By David Wallace-WellsThis is a scary book. If it were a movie, I'd give it an R for mature - and disturbing - content. But it's a warning we need to hear.
We hear the stories of rising seas and flooding, but little is done by the world's governments to alleviate the causes. And, says writer David Wallace-Wells, climate change is so much worse than what ever heard. The melting of arctic ice, for example, has cascading effects: it is not only causing our seas to rise but could release trillions of tons of carbon, and possible, methanol (powerful greenhouse gases that can trap heat in our atmosphere), less ice means less sunlight reflected back into space rather than being absorbed by the ice ("albedo effect").
Trees absorb much of the world's carbon, but as they die through fires or clearing, they release carbon back into the atmosphere. The author believes the world has sufficient drinking water, but governments must take action in keeping it safe and available. Oceans have sucked up 90% of the earth's carbon, but acidic oceans are now destroying much of coral life and impairing the growth of fish and shellfish. Polluted air can cause disease and impair breathing, a problem in many of the world's large cities like Delhi. Viruses and bacteria in the air have caused die-outs of various species (e.g., nearly 2/3 of the world's entire saiga population [saiga are a dwarf antelope-like native to central Asia]).
Wallace-Wells looks at the 2008 economic collapse, and surmises that the swift economic growth that began in the 18th century was "not the result of innovation or the dynamics of free trade, but simply our discovery of fossil fuels and their raw power - a onetime injection of that new 'value' into a system that had previously been characterized by unending subsistence living." (p 115)

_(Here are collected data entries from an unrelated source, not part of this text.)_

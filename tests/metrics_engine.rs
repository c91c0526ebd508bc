//! Cluster metrics scenario tests
//!
//! Several engines sharing one counter store stand in for several broker
//! nodes sharing Redis.

use std::sync::Arc;

use sidewinder::{
    Application, ConnectionEntry, CounterStore, MemoryCounterStore, MetricsConfig, MetricsEngine,
};

fn engine(store: Arc<MemoryCounterStore>, node_id: &str) -> MetricsEngine {
    MetricsEngine::new(store, node_id, &MetricsConfig::default().with_enabled(true))
}

fn app() -> Application {
    Application::new("1", "app-key", "app-secret")
}

#[tokio::test]
async fn test_counts_accumulate_across_nodes() {
    let store = Arc::new(MemoryCounterStore::new());
    let node1 = engine(store.clone(), "node-1");
    let node2 = engine(store.clone(), "node-2");
    let application = app();

    node1
        .connection_opened(&application, "10.0.0.1:1")
        .await
        .unwrap();
    node2
        .connection_opened(&application, "10.0.0.2:1")
        .await
        .unwrap();
    node1.message_sent(&application).await.unwrap();
    node2.message_sent(&application).await.unwrap();
    node2.message_sent(&application).await.unwrap();

    // Both nodes observe the same cluster-wide counts
    let counts = node1.current_counts("1").await.unwrap();
    assert_eq!(counts.connections, 2);
    assert_eq!(counts.messages, 3);
    assert_eq!(node2.current_counts("1").await.unwrap(), counts);
}

#[tokio::test]
async fn test_crashed_node_entries_swept_on_restart() {
    let store = Arc::new(MemoryCounterStore::new());
    let node1 = engine(store.clone(), "node-1");
    let node2 = engine(store.clone(), "node-2");
    let application = app();

    node1
        .connection_opened(&application, "10.0.0.1:1")
        .await
        .unwrap();
    node2
        .connection_opened(&application, "10.0.0.2:1")
        .await
        .unwrap();

    // node-2 crashes without cleanup, then restarts: it cannot have live
    // sockets yet, so startup recovery removes exactly its entries
    let restarted = engine(store.clone(), "node-2");
    restarted.recover_stale_entries().await.unwrap();

    let counts = node1.current_counts("1").await.unwrap();
    assert_eq!(counts.connections, 1);
}

#[tokio::test]
async fn test_graceful_shutdown_removes_own_entries() {
    let store = Arc::new(MemoryCounterStore::new());
    let node1 = engine(store.clone(), "node-1");
    let node2 = engine(store.clone(), "node-2");
    let application = app();

    node1
        .connection_opened(&application, "10.0.0.1:1")
        .await
        .unwrap();
    node1
        .connection_opened(&application, "10.0.0.1:2")
        .await
        .unwrap();
    node2
        .connection_opened(&application, "10.0.0.2:1")
        .await
        .unwrap();

    node1.shutdown_cleanup().await.unwrap();

    let counts = node2.current_counts("1").await.unwrap();
    assert_eq!(counts.connections, 1);
}

#[tokio::test]
async fn test_reset_scopes_to_one_or_all_applications() {
    let store = Arc::new(MemoryCounterStore::new());
    let node = engine(store.clone(), "node-1");
    let first = app();
    let second = Application::new("2", "other-key", "other-secret");

    node.message_sent(&first).await.unwrap();
    node.message_sent(&second).await.unwrap();
    node.message_sent(&second).await.unwrap();

    node.reset_message_counts(Some("2")).await.unwrap();
    assert_eq!(node.current_counts("1").await.unwrap().messages, 1);
    assert_eq!(node.current_counts("2").await.unwrap().messages, 0);

    node.reset_message_counts(None).await.unwrap();
    assert_eq!(node.current_counts("1").await.unwrap().messages, 0);
}

#[tokio::test]
async fn test_aggregation_respects_the_watermark() {
    let store = Arc::new(MemoryCounterStore::new());

    // Two records, one stale and one fresh relative to the watermark
    store
        .add_connection("stale", &ConnectionEntry::new("node-1", "10.0.0.1:1"), 100)
        .await
        .unwrap();
    store
        .add_connection("fresh", &ConnectionEntry::new("node-1", "10.0.0.1:2"), 200)
        .await
        .unwrap();
    store.set_watermark(150).await.unwrap();

    let node = engine(store.clone(), "node-1");
    node.aggregate().await.unwrap();

    // Only the record touched since the watermark is folded
    assert!(node.aggregated_counts("stale").await.unwrap().is_none());
    let summary = node.aggregated_counts("fresh").await.unwrap().unwrap();
    assert_eq!(summary.nb_connections, 1);

    // The watermark advanced past both records
    assert!(store.watermark().await.unwrap() > 200);
}

#[tokio::test]
async fn test_summary_keeps_running_maximum() {
    let store = Arc::new(MemoryCounterStore::new());
    let node = engine(store.clone(), "node-1");
    let application = app();

    for port in 1..=3 {
        node.connection_opened(&application, &format!("10.0.0.1:{}", port))
            .await
            .unwrap();
    }
    node.aggregate().await.unwrap();

    node.connection_closed(&application, "10.0.0.1:1")
        .await
        .unwrap();
    node.connection_closed(&application, "10.0.0.1:2")
        .await
        .unwrap();
    node.aggregate().await.unwrap();

    let summary = node.aggregated_counts("1").await.unwrap().unwrap();
    assert_eq!(summary.nb_connections, 1);
    assert_eq!(summary.max_nb_connections, 3);

    // Admission keeps reading the live record, not the summary
    assert_eq!(node.current_counts("1").await.unwrap().connections, 1);
}
//! Metrics engine
//!
//! Maintains live connection membership and message counts per application
//! in the shared counter store, runs the coordinator-gated aggregation job,
//! and answers the admission checks of the connection handler. Admission
//! always reads the authoritative live record; the aggregated summary only
//! serves administrative readers that tolerate one interval of staleness.
//!
//! Every operation is a no-op returning success when metrics are disabled,
//! and every store round-trip is bounded by the configured timeout.

use chrono::Utc;
use std::future::Future;
use std::sync::Arc;
use std::time::Duration;
use tokio::time::{timeout, MissedTickBehavior};
use tracing::{debug, error, info, warn};

use sidewinder_core::{Application, BrokerError};

use crate::cluster::MasterElection;
use crate::config::MetricsConfig;
use crate::memory::MemoryCounterStore;
use crate::store::{ConnectionEntry, CounterStore, MetricsSummary};

/// Point-in-time cluster-wide counts for one application
#[derive(Debug, Clone, Copy, Default, PartialEq, Eq)]
pub struct Counts {
    pub connections: u64,
    pub messages: u64,
}

/// Cluster-wide connection and message accounting
pub struct MetricsEngine {
    store: Arc<dyn CounterStore>,
    node_id: String,
    enabled: bool,
    op_timeout: Duration,
    admission_fail_open: bool,
}

impl MetricsEngine {
    pub fn new(store: Arc<dyn CounterStore>, node_id: impl Into<String>, config: &MetricsConfig) -> Self {
        Self {
            store,
            node_id: node_id.into(),
            enabled: config.enabled,
            op_timeout: config.op_timeout(),
            admission_fail_open: config.admission_fail_open,
        }
    }

    /// Engine with metrics switched off; every operation is a no-op
    pub fn disabled(node_id: impl Into<String>) -> Self {
        Self {
            store: Arc::new(MemoryCounterStore::new()),
            node_id: node_id.into(),
            enabled: false,
            op_timeout: Duration::from_secs(5),
            admission_fail_open: true,
        }
    }

    pub fn node_id(&self) -> &str {
        &self.node_id
    }

    pub fn is_enabled(&self) -> bool {
        self.enabled
    }

    fn now() -> i64 {
        Utc::now().timestamp()
    }

    /// Bound a store round-trip by the configured timeout
    async fn bounded<T, F>(&self, op: &str, fut: F) -> Result<T, BrokerError>
    where
        F: Future<Output = Result<T, BrokerError>>,
    {
        match timeout(self.op_timeout, fut).await {
            Ok(result) => result,
            Err(_) => Err(BrokerError::StoreError(format!("{} timed out", op))),
        }
    }

    /// Record a newly-admitted connection
    pub async fn connection_opened(
        &self,
        application: &Application,
        peer: &str,
    ) -> Result<(), BrokerError> {
        if !self.enabled {
            return Ok(());
        }
        let entry = ConnectionEntry::new(&self.node_id, peer);
        self.bounded(
            "add_connection",
            self.store
                .add_connection(&application.app_id, &entry, Self::now()),
        )
        .await
    }

    /// Record a closed connection (idempotent)
    pub async fn connection_closed(
        &self,
        application: &Application,
        peer: &str,
    ) -> Result<(), BrokerError> {
        if !self.enabled {
            return Ok(());
        }
        let entry = ConnectionEntry::new(&self.node_id, peer);
        self.bounded(
            "remove_connection",
            self.store
                .remove_connection(&application.app_id, &entry, Self::now()),
        )
        .await
    }

    /// Count one message dispatched into one of the application's channels
    pub async fn message_sent(&self, application: &Application) -> Result<(), BrokerError> {
        if !self.enabled {
            return Ok(());
        }
        self.bounded(
            "incr_messages",
            self.store.incr_messages(&application.app_id, Self::now()),
        )
        .await
    }

    /// Fresh cluster-wide counts from the live record; zero when absent
    pub async fn current_counts(&self, app_id: &str) -> Result<Counts, BrokerError> {
        if !self.enabled {
            return Ok(Counts::default());
        }
        let record = self.bounded("fetch", self.store.fetch(app_id)).await?;
        Ok(match record {
            Some(record) => Counts {
                connections: record.connections.len() as u64,
                messages: record.nb_messages,
            },
            None => Counts::default(),
        })
    }

    /// Admission check: has the application reached its connection limit?
    ///
    /// Store failures degrade per configuration (fail-open admits).
    pub async fn over_connection_limit(&self, application: &Application) -> bool {
        let Some(limit) = application.connection_limit else {
            return false;
        };
        if !self.enabled {
            return false;
        }
        match self.current_counts(&application.app_id).await {
            Ok(counts) => counts.connections >= u64::from(limit),
            Err(e) => {
                warn!(
                    app_id = %application.app_id,
                    error = %e,
                    "Admission check degraded: counter store unavailable"
                );
                !self.admission_fail_open
            }
        }
    }

    /// Publish-time check: has the application reached its message limit?
    pub async fn over_message_limit(&self, application: &Application) -> bool {
        let Some(limit) = application.message_limit else {
            return false;
        };
        if !self.enabled {
            return false;
        }
        match self.current_counts(&application.app_id).await {
            Ok(counts) => counts.messages >= limit,
            Err(e) => {
                warn!(
                    app_id = %application.app_id,
                    error = %e,
                    "Message-limit check degraded: counter store unavailable"
                );
                !self.admission_fail_open
            }
        }
    }

    /// Zero message counters for one application, or all when None
    pub async fn reset_message_counts(&self, app_id: Option<&str>) -> Result<(), BrokerError> {
        if !self.enabled {
            return Ok(());
        }
        self.bounded(
            "reset_messages",
            self.store.reset_messages(app_id, Self::now()),
        )
        .await?;
        info!(app_id = app_id.unwrap_or("all"), "Reset message counters");
        Ok(())
    }

    /// Startup recovery: this node just started, so any tuple tagged with
    /// its id is garbage left by a previous crash
    pub async fn recover_stale_entries(&self) -> Result<(), BrokerError> {
        if !self.enabled {
            return Ok(());
        }
        debug!(node_id = %self.node_id, "Cleaning stale metrics work data");
        self.bounded(
            "remove_node",
            self.store.remove_node(&self.node_id, Self::now()),
        )
        .await?;
        info!(node_id = %self.node_id, "Cleaned up stale metrics work data");
        Ok(())
    }

    /// Graceful-shutdown cleanup; must finish (or time out) before exit
    pub async fn shutdown_cleanup(&self) -> Result<(), BrokerError> {
        if !self.enabled {
            return Ok(());
        }
        debug!(node_id = %self.node_id, "Removing connections from store before stop");
        self.bounded(
            "remove_node",
            self.store.remove_node(&self.node_id, Self::now()),
        )
        .await
    }

    /// One aggregation pass: fold records touched since the watermark into
    /// the per-application summaries, then advance the watermark
    pub async fn aggregate(&self) -> Result<(), BrokerError> {
        if !self.enabled {
            return Ok(());
        }
        let watermark = self.bounded("watermark", self.store.watermark()).await?;
        let now = Self::now();
        let records = self
            .bounded("records_since", self.store.records_since(watermark))
            .await?;

        for record in records {
            let existing = self
                .bounded("fetch_summary", self.store.fetch_summary(&record.app_id))
                .await?
                .unwrap_or_default();
            let nb_connections = record.connections.len() as u64;
            let summary = MetricsSummary {
                app_id: record.app_id.clone(),
                nb_connections,
                max_nb_connections: existing.max_nb_connections.max(nb_connections),
                nb_messages: existing.nb_messages + record.nb_messages,
                timestamp: now,
            };
            self.bounded("upsert_summary", self.store.upsert_summary(&summary))
                .await?;
        }

        self.bounded("set_watermark", self.store.set_watermark(now))
            .await?;
        debug!(node_id = %self.node_id, "Calculated metrics");
        Ok(())
    }

    /// Aggregated summary for one application (administrative readers)
    pub async fn aggregated_counts(
        &self,
        app_id: &str,
    ) -> Result<Option<MetricsSummary>, BrokerError> {
        if !self.enabled {
            return Ok(None);
        }
        self.bounded("fetch_summary", self.store.fetch_summary(app_id))
            .await
    }

    /// Aggregated summaries for all applications
    pub async fn all_aggregated_counts(&self) -> Result<Vec<MetricsSummary>, BrokerError> {
        if !self.enabled {
            return Ok(Vec::new());
        }
        self.bounded("all_summaries", self.store.all_summaries())
            .await
    }

    /// Spawn the periodic aggregation job; it runs only while this node
    /// holds the coordinator lease, on a code path fully separate from
    /// admission checks
    pub fn spawn_aggregation(
        self: Arc<Self>,
        election: Arc<dyn MasterElection>,
        interval: Duration,
    ) -> tokio::task::JoinHandle<()> {
        let engine = self;
        tokio::spawn(async move {
            let mut ticker = tokio::time::interval(interval);
            ticker.set_missed_tick_behavior(MissedTickBehavior::Delay);
            // interval fires immediately on the first tick
            ticker.tick().await;
            loop {
                ticker.tick().await;
                if !election.is_master().await {
                    continue;
                }
                if let Err(e) = engine.aggregate().await {
                    error!(error = %e, "Metrics aggregation failed");
                }
            }
        })
    }
}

Just as the industrial countries have benefited from the plundering of fossil fuels, they are int he best position to withstand the disruptions of climate change - almost a story of the world's rich drowning the world's poor in their waste.
How did Europe, a provincial backwater to the empires of China, India, and the Middle East, spears itself so dramatically from the rest of the world in the 19th century? Coal (to cite Kenneth Pomeranz's The Great Divergence)
Though Wallace-Wells spends more text stating the problems than resolving them, he does note that there are new technologies to capture carbon, which are currently more affordable (he estimates ~$3Tr to capture carbon pollution) than the subsidies for fossil fuel (~$5Tr) but, in 2017, the same year the US withdrew from the Paris climate accord, it approved a $2.3 Tr tax cut for the country's richest. He thus shows little optimism that the US, once the world leader in areas like climate control and human rights, has the interest in doing the hard work of stemming the climate change disaster. [Let's hope and pray that a new administration will care!]